--- Task ---
The response should be the lines of the data, starting at the first and ending at the one that contains "亮度与全部色度块的 DC 系数", copied without change.

[Collected data entries]

####

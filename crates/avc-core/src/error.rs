//! 统一错误类型定义.
//!
//! 比特流、VLC 码表、CAVLC 与宏块层共用的错误类型, 各层通过 `?` 逐级传播.

use thiserror::Error;

/// 宏块编码层统一错误类型
#[derive(Debug, Error)]
pub enum AvcError {
    /// 无效参数
    #[error("无效参数: {0}")]
    InvalidArgument(String),

    /// 符号不在码表定义域内, 或解码时没有匹配的码字
    #[error("VLC 码表未命中: {0}")]
    VlcTableMiss(String),

    /// 编解码器错误 (CAVLC 或宏块层)
    #[error("编解码器错误: {0}")]
    Codec(String),

    /// 读写越过了绑定的比特长度
    #[error("比特流耗尽: 位置 {position}, 长度 {length}")]
    StreamExhausted {
        /// 出错时的比特位置
        position: usize,
        /// 绑定的比特长度
        length: usize,
    },

    /// 编解码头部解析失败
    #[error("头部解析失败: {0}")]
    HeaderParse(String),

    /// 无效数据 (损坏的码流等)
    #[error("无效数据: {0}")]
    InvalidData(String),

    /// I/O 错误
    #[error("I/O 错误: {0}")]
    Io(#[from] std::io::Error),
}

/// 宏块编码层统一 Result 类型
pub type AvcResult<T> = Result<T, AvcError>;
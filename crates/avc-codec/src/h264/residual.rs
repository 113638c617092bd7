//! 宏块残差的变换/量化流程与平面采样搬运.
//!
//! 正向: 每个 4x4 块先做整数变换; Intra_16x16 亮度与全部色度块的 DC 系数
//! 取出放入 DC 块并在原位置清零; 之后按宏块 QP (色度为 QPc) 量化.
//! DC 块再单独做 Hadamard 变换与量化.
//!
//! 反向按相反顺序: DC 块先反变换, 各块反量化后填回 DC, 最后做反整数变换.

use avc_core::{AvcError, AvcResult, Overlay2d};

use super::block::Colour;
use super::macroblock::{
    CB_DC, CR_DC, LUMA_DC, Macroblock, chroma_index, luma_index,
};
use super::transform::{Transform, TransformKind, TransformMode, chroma_qp};

/// 4:2:0 平面图像, 样本为有符号 16 位
#[derive(Debug, Clone, PartialEq, Eq)]
pub struct Yuv420Picture {
    width: usize,
    height: usize,
    y: Vec<i16>,
    cb: Vec<i16>,
    cr: Vec<i16>,
}

impl Yuv420Picture {
    /// 创建全零图像, 宽高须为 16 的倍数
    pub fn new(width: usize, height: usize) -> AvcResult<Self> {
        if width == 0 || height == 0 || width % 16 != 0 || height % 16 != 0 {
            return Err(AvcError::InvalidArgument(format!(
                "图像尺寸 {}x{} 不是 16 的倍数",
                width, height
            )));
        }
        Ok(Self {
            width,
            height,
            y: vec![0; width * height],
            cb: vec![0; width * height / 4],
            cr: vec![0; width * height / 4],
        })
    }

    pub fn width(&self) -> usize {
        self.width
    }

    pub fn height(&self) -> usize {
        self.height
    }

    pub fn plane(&self, colour: Colour) -> &[i16] {
        match colour {
            Colour::Luma => &self.y,
            Colour::Cb => &self.cb,
            Colour::Cr => &self.cr,
        }
    }

    pub fn plane_mut(&mut self, colour: Colour) -> &mut [i16] {
        match colour {
            Colour::Luma => &mut self.y,
            Colour::Cb => &mut self.cb,
            Colour::Cr => &mut self.cr,
        }
    }

    /// 平面宽高
    pub fn plane_size(&self, colour: Colour) -> (usize, usize) {
        match colour {
            Colour::Luma => (self.width, self.height),
            Colour::Cb | Colour::Cr => (self.width / 2, self.height / 2),
        }
    }

    /// 全部样本清零
    pub fn clear(&mut self) {
        self.y.fill(0);
        self.cb.fill(0);
        self.cr.fill(0);
    }

    /// 把宏块覆盖区域的样本读入各 4x4 块
    pub fn load_macroblock(&mut self, mb: &mut Macroblock) -> AvcResult<()> {
        for colour in [Colour::Luma, Colour::Cb, Colour::Cr] {
            let (w, h) = self.plane_size(colour);
            let (ox, oy) = origin_of(mb, colour);
            let mut overlay = Overlay2d::new(self.plane_mut(colour), w, h)?;
            for index in block_indices(colour) {
                let blk = mb.block_mut(index);
                let (bx, by) = blk.offset();
                overlay.set_origin(ox + bx, oy + by);
                blk.load(&overlay)?;
            }
        }
        Ok(())
    }

    /// 把各 4x4 块的样本写回宏块覆盖区域
    pub fn store_macroblock(&mut self, mb: &Macroblock) -> AvcResult<()> {
        for colour in [Colour::Luma, Colour::Cb, Colour::Cr] {
            let (w, h) = self.plane_size(colour);
            let (ox, oy) = origin_of(mb, colour);
            let mut overlay = Overlay2d::new(self.plane_mut(colour), w, h)?;
            for index in block_indices(colour) {
                let blk = mb.block(index);
                let (bx, by) = blk.offset();
                overlay.set_origin(ox + bx, oy + by);
                blk.store(&mut overlay)?;
            }
        }
        Ok(())
    }
}

fn origin_of(mb: &Macroblock, colour: Colour) -> (usize, usize) {
    match colour {
        Colour::Luma => mb.luma_offset,
        Colour::Cb | Colour::Cr => mb.chroma_offset,
    }
}

/// 某颜色分量全部 4x4 块的编码顺序索引, 按光栅顺序
fn block_indices(colour: Colour) -> Vec<usize> {
    let n = if colour == Colour::Luma { 4 } else { 2 };
    (0..n * n)
        .map(|k| {
            let (row, col) = (k / n, k % n);
            if colour == Colour::Luma {
                luma_index(row, col)
            } else {
                chroma_index(colour, row, col)
            }
        })
        .collect()
}

// ============================================================
// 正向
// ============================================================

/// 对已载入样本的宏块做正向变换与量化
pub fn forward_residual(mb: &mut Macroblock) -> AvcResult<()> {
    let qp = mb.qp;
    let qpc = chroma_qp(qp);
    let intra16 = mb.is_intra16x16();

    let transform_only =
        Transform::new(TransformKind::Block4x4).with_mode(TransformMode::TransformOnly);
    let quant_luma = Transform::new(TransformKind::Block4x4)
        .with_mode(TransformMode::QuantOnly)
        .with_qp(qp)?
        .with_intra(mb.intra);
    let quant_chroma = quant_luma.with_qp(qpc)?;

    let mut luma_dc = [0i32; 16];
    for (k, index) in block_indices(Colour::Luma).into_iter().enumerate() {
        let blk = mb.block_mut(index);
        blk.forward(&transform_only)?;
        if intra16 {
            luma_dc[k] = blk.dc();
            blk.set_dc(0);
        }
        blk.forward(&quant_luma)?;
    }

    let lum_dc_blk = mb.block_mut(LUMA_DC);
    lum_dc_blk.clear();
    if intra16 {
        lum_dc_blk.coeffs_mut().copy_from_slice(&luma_dc);
        lum_dc_blk.forward(&Transform::new(TransformKind::LumaDc4x4).with_qp(qp)?)?;
    }

    let chroma_dc_transform = Transform::new(TransformKind::ChromaDc2x2).with_qp(qpc)?;
    for (colour, dc_index) in [(Colour::Cb, CB_DC), (Colour::Cr, CR_DC)] {
        let mut dc = [0i32; 4];
        for (k, index) in block_indices(colour).into_iter().enumerate() {
            let blk = mb.block_mut(index);
            blk.forward(&transform_only)?;
            dc[k] = blk.dc();
            blk.set_dc(0);
            blk.forward(&quant_chroma)?;
        }
        let dc_blk = mb.block_mut(dc_index);
        dc_blk.clear();
        dc_blk.coeffs_mut().copy_from_slice(&dc);
        dc_blk.forward(&chroma_dc_transform)?;
    }
    Ok(())
}

// ============================================================
// 反向
// ============================================================

/// 对解码得到的量化系数做反量化与反变换, 块内结果为重建样本
pub fn inverse_residual(mb: &mut Macroblock) -> AvcResult<()> {
    let qp = mb.qp;
    let qpc = chroma_qp(qp);
    let intra16 = mb.is_intra16x16();

    let transform_only =
        Transform::new(TransformKind::Block4x4).with_mode(TransformMode::TransformOnly);
    let dequant_luma = Transform::new(TransformKind::Block4x4)
        .with_mode(TransformMode::QuantOnly)
        .with_qp(qp)?;
    let dequant_chroma = dequant_luma.with_qp(qpc)?;

    let mut luma_dc = [0i32; 16];
    if intra16 {
        let dc_blk = mb.block_mut(LUMA_DC);
        dc_blk.inverse(&Transform::new(TransformKind::LumaDc4x4).with_qp(qp)?)?;
        luma_dc.copy_from_slice(dc_blk.coeffs());
    }
    for (k, index) in block_indices(Colour::Luma).into_iter().enumerate() {
        let blk = mb.block_mut(index);
        blk.inverse(&dequant_luma)?;
        if intra16 {
            blk.set_dc(luma_dc[k]);
        }
        blk.inverse(&transform_only)?;
    }

    let chroma_dc_transform = Transform::new(TransformKind::ChromaDc2x2).with_qp(qpc)?;
    for (colour, dc_index) in [(Colour::Cb, CB_DC), (Colour::Cr, CR_DC)] {
        let dc_blk = mb.block_mut(dc_index);
        dc_blk.inverse(&chroma_dc_transform)?;
        let mut dc = [0i32; 4];
        dc.copy_from_slice(dc_blk.coeffs());
        for (k, index) in block_indices(colour).into_iter().enumerate() {
            let blk = mb.block_mut(index);
            blk.inverse(&dequant_chroma)?;
            blk.set_dc(dc[k]);
            blk.inverse(&transform_only)?;
        }
    }
    Ok(())
}
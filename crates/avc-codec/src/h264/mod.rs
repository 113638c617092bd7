//! H.264 宏块编码层.
//!
//! 自底向上:
//! - [`exp_golomb`]: ue/se/te 编码
//! - [`vlc`]: CAVLC 使用的各个结构化码表
//! - [`cavlc`]: 4x4 与色度 DC 块的 run-level 熵编码
//! - [`transform`]: 整数变换、Hadamard 与量化
//! - [`block`] / [`macroblock`] / [`grid`]: 块、宏块与邻居关系
//! - [`residual`]: 宏块残差的变换流程与平面样本搬运
//! - [`layer`]: 宏块层语法读写
//! - [`header`]: NAL 单元与帧头信息
//! - [`selftest`]: 端到端自检

pub mod block;
pub mod cavlc;
pub mod exp_golomb;
pub mod grid;
pub mod header;
pub mod layer;
pub mod macroblock;
pub mod residual;
pub mod selftest;
pub mod transform;
pub mod vlc;

pub use block::{Block, BlockRef, Colour};
pub use cavlc::{BlockCoding, Cavlc, CavlcContext, CavlcMode};
pub use grid::MacroblockGrid;
pub use header::{
    CodecHeader, NalUnit, NalUnitType, PictureCodingType, build_annex_b_nal, split_annex_b,
    write_rbsp_trailing_bits,
};
pub use layer::MacroblockLayer;
pub use macroblock::{Macroblock, MbPartPredMode, MotionVector, SliceType};
pub use residual::{Yuv420Picture, forward_residual, inverse_residual};
pub use selftest::{Lcg, SelfTestParams, SelfTestReport, run_self_test};
pub use transform::{Transform, TransformKind, TransformMode, chroma_qp, quant_error_bound};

####

--- Solution for this exercise ---
filename crates/avc-core/src/error.rs
//! 统一错误类型定义.
//!
//! 比特流、VLC 码表、CAVLC 与宏块层共用的错误类型, 各层通过 `?` 逐级传播.

use thiserror::Error;

/// 宏块编码层统一错误类型
#[derive(Debug, Error)]
pub enum AvcError {
    /// 无效参数
    #[error("无效参数: {0}")]
    InvalidArgument(String),

    /// 符号不在码表定义域内, 或解码时没有匹配的码字
    #[error("VLC 码表未命中: {0}")]
    VlcTableMiss(String),

    /// 编解码器错误 (CAVLC 或宏块层)
    #[error("编解码器错误: {0}")]
    Codec(String),

    /// 读写越过了绑定的比特长度
    #[error("比特流耗尽: 位置 {position}, 长度 {length}")]
    StreamExhausted {
        /// 出错时的比特位置
        position: usize,
        /// 绑定的比特长度
        length: usize,
    },

    /// 编解码头部解析失败
    #[error("头部解析失败: {0}")]
    HeaderParse(String),

    /// 无效数据 (损坏的码流等)
    #[error("无效数据: {0}")]
    InvalidData(String),

    /// I/O 错误
    #[error("I/O 错误: {0}")]
    Io(#[from] std::io::Error),
}

/// 宏块编码层统一 Result 类型
pub type AvcResult<T> = Result<T, AvcError>;
filename crates/avc-codec/src/h264/residual.rs
repository 113638c617092bd7
//! 宏块残差的变换/量化流程与平面采样搬运.
//!
//! 正向: 每个 4x4 块先做整数变换; Intra_16x16 亮度与全部色度块的 DC 系数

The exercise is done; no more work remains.